*** Begin section ***
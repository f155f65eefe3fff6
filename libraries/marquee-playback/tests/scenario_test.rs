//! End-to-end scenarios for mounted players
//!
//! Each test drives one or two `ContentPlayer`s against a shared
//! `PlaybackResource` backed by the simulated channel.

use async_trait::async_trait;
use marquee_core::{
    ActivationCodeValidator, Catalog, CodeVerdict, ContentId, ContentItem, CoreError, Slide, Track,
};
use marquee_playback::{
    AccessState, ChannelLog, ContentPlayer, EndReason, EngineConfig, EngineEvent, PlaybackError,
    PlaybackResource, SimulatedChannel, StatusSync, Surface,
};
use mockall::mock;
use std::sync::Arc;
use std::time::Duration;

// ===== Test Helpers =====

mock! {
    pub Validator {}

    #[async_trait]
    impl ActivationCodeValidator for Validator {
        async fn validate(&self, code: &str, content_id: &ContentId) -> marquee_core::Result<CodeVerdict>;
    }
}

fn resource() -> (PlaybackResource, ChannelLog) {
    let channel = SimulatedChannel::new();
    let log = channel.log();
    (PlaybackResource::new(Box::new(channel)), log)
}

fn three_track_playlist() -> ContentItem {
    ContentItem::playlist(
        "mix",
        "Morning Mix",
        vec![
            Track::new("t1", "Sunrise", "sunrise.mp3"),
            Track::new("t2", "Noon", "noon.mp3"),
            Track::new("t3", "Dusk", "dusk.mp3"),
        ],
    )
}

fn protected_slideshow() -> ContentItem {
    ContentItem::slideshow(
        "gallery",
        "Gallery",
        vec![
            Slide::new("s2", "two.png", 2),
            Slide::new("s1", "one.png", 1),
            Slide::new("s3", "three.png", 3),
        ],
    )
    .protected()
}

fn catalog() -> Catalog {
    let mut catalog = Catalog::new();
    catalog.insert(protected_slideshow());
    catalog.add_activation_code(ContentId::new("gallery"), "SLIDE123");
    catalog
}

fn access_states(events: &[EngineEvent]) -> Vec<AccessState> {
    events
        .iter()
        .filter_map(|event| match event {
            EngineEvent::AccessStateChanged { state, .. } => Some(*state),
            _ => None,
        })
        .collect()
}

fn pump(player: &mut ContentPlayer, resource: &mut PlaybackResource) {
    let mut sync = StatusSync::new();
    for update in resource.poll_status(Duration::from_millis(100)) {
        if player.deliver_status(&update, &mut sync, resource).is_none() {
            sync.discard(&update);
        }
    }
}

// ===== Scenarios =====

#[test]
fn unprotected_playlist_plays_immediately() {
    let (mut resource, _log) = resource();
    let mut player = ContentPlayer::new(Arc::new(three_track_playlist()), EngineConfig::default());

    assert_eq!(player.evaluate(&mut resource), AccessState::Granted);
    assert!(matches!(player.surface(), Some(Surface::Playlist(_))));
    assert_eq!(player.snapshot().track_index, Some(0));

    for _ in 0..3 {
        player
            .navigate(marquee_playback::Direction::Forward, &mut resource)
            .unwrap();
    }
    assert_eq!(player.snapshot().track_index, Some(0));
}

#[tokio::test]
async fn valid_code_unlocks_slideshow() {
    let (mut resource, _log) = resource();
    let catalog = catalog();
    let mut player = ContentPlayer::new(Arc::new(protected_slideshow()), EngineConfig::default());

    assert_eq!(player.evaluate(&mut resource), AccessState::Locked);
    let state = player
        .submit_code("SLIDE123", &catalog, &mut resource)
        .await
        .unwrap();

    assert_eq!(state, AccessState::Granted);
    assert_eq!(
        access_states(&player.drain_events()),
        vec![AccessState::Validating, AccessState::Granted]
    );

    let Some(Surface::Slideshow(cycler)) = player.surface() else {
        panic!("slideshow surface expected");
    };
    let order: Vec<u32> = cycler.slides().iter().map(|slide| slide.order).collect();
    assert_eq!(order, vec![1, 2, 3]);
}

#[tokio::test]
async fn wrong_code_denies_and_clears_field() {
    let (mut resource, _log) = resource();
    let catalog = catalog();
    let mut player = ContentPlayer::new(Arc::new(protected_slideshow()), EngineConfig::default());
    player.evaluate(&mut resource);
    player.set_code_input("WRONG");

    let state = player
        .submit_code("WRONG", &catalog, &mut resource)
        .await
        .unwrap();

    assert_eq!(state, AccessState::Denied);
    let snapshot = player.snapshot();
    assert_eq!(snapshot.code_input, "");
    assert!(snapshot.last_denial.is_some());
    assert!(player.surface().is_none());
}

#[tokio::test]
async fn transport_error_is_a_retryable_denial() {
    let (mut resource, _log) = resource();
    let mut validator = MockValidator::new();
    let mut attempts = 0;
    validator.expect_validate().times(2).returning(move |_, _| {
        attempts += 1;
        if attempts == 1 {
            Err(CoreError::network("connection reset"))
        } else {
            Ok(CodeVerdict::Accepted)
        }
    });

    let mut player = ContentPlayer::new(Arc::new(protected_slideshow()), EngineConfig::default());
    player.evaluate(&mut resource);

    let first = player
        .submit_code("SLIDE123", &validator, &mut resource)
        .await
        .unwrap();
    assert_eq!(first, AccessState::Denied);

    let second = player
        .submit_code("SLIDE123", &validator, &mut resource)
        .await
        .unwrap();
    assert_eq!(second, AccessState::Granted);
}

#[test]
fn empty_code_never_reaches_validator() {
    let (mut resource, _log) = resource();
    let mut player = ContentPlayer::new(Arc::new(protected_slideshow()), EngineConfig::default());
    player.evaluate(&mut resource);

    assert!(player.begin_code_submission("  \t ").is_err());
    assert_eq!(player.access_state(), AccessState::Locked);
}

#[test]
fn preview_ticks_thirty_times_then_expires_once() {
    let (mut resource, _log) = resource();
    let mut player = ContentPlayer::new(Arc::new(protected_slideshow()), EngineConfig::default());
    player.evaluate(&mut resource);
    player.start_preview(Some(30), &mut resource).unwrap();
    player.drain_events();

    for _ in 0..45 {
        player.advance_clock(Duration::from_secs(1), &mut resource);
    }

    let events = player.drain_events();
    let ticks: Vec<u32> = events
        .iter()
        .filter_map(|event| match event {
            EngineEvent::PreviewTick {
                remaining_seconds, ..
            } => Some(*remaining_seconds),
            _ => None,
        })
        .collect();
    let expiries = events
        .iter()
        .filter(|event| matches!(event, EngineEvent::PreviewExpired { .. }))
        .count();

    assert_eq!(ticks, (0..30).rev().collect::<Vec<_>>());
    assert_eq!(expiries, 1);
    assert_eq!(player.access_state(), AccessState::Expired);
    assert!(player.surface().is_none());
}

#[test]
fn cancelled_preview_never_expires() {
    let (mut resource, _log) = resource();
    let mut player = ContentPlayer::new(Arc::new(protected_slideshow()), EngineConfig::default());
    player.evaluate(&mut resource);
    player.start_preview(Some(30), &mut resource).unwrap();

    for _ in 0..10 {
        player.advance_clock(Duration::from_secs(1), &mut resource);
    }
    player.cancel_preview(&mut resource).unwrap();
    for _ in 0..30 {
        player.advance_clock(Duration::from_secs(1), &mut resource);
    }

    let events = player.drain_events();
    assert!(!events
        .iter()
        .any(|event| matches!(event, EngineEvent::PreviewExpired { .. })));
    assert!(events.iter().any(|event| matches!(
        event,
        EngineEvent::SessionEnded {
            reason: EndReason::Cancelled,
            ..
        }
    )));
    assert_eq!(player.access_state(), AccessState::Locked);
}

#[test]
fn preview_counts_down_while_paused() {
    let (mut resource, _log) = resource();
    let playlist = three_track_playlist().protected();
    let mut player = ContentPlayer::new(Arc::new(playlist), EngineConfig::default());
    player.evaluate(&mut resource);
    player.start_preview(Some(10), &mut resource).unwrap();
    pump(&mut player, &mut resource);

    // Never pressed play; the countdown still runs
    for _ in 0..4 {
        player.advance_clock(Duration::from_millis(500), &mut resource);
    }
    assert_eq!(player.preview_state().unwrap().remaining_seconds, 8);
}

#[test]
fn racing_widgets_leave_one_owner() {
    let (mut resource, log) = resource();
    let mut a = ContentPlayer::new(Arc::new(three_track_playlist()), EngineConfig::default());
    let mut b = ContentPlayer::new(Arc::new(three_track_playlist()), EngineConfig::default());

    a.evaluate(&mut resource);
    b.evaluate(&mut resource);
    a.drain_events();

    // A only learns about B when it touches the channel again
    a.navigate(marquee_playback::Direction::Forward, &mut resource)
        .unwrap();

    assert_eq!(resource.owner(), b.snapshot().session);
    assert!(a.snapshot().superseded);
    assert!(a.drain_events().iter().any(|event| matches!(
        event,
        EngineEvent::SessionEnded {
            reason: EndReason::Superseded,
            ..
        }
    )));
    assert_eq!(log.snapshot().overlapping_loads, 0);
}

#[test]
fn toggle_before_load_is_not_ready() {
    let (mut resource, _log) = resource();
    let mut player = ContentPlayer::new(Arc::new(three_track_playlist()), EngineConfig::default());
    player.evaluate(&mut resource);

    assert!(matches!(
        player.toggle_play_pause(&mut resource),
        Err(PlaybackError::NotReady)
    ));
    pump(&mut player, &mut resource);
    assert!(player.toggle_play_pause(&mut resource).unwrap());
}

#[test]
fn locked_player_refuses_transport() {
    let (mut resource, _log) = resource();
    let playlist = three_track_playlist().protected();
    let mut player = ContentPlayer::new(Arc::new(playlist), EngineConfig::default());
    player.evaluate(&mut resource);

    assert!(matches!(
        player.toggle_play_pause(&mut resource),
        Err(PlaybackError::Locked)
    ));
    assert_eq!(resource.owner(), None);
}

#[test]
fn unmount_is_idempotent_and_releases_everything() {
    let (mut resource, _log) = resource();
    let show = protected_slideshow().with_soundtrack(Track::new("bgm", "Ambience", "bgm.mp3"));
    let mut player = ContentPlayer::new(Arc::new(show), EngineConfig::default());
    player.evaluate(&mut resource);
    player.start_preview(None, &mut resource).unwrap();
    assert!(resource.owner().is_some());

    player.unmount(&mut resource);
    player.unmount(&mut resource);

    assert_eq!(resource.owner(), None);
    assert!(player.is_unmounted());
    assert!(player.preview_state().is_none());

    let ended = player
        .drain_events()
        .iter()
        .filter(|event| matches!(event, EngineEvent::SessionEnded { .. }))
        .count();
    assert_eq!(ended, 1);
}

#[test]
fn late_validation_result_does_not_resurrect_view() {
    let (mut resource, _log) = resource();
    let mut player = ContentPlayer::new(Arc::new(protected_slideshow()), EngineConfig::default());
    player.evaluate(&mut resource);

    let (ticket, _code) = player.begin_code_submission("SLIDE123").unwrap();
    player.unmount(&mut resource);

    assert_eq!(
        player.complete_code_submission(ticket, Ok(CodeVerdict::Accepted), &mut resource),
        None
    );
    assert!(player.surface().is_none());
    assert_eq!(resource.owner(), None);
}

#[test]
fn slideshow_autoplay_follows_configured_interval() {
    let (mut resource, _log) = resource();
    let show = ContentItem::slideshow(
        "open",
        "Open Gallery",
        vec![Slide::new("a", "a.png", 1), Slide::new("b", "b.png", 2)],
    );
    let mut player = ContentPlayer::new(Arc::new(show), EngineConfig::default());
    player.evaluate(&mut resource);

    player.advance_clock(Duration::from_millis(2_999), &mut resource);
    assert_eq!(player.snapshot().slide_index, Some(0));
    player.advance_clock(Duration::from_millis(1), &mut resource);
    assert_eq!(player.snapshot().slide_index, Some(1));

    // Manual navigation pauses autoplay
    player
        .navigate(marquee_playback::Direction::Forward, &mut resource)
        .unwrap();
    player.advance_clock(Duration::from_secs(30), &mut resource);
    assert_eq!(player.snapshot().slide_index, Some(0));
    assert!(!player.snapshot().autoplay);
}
*** End section ***
The task:
Count how many lines in the listing above contain the word "expiries", and respond with only that number.

Answer to this task:
2